» **Exercise instructions**: Filter the entries for the string "unknown". Copy each line that has it.

» **Record extracts**:
============================================================

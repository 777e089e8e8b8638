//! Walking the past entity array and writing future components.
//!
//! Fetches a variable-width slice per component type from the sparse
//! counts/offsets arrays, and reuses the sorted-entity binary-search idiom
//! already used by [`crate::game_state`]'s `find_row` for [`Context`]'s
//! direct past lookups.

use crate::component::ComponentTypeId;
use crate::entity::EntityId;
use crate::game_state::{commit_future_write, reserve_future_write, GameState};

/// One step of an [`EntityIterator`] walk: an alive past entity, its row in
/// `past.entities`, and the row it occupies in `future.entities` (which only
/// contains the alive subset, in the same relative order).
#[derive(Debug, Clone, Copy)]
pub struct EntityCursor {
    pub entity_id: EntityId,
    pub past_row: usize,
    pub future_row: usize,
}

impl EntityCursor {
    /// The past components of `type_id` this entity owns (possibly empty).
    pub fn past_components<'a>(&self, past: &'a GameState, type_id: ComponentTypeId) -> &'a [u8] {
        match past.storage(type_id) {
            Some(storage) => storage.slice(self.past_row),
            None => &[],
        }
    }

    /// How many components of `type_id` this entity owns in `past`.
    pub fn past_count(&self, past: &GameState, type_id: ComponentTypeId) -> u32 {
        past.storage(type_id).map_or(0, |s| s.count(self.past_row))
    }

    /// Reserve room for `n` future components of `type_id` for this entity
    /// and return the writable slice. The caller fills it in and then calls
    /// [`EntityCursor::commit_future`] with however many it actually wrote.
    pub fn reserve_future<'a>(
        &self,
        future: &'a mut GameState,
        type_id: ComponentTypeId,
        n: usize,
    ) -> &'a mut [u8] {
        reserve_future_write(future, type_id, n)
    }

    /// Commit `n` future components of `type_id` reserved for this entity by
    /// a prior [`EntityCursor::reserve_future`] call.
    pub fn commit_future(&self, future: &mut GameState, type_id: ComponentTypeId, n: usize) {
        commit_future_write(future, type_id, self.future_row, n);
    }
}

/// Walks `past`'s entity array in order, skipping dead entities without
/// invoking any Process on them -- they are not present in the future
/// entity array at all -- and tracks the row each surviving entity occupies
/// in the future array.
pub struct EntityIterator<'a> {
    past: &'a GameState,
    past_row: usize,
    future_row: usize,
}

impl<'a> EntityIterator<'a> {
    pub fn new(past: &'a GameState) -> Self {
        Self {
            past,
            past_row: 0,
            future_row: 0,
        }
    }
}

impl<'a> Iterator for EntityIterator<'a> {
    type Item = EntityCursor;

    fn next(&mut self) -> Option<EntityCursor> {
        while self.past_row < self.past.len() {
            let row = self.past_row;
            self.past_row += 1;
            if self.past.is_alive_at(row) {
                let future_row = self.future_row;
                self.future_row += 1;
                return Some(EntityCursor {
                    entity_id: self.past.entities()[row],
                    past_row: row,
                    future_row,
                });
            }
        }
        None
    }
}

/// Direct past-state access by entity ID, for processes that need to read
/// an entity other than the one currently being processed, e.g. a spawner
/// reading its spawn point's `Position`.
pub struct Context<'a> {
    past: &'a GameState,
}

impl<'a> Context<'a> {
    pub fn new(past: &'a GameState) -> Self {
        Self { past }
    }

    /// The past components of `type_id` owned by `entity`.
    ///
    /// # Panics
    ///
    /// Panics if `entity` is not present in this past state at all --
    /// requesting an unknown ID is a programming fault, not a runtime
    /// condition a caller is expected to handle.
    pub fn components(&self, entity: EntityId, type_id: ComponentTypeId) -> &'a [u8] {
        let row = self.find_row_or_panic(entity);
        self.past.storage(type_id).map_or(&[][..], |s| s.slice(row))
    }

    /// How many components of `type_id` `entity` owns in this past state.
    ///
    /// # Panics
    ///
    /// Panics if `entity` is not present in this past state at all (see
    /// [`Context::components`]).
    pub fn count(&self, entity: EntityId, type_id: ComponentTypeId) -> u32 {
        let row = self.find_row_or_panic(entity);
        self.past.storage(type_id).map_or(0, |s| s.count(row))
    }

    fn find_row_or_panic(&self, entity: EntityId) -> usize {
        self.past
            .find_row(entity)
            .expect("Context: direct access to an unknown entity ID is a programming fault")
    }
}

============================================================

» **Response below**:
    /// requesting an unknown ID is a programming fault, not a runtime
            .expect("Context: direct access to an unknown entity ID is a programming fault")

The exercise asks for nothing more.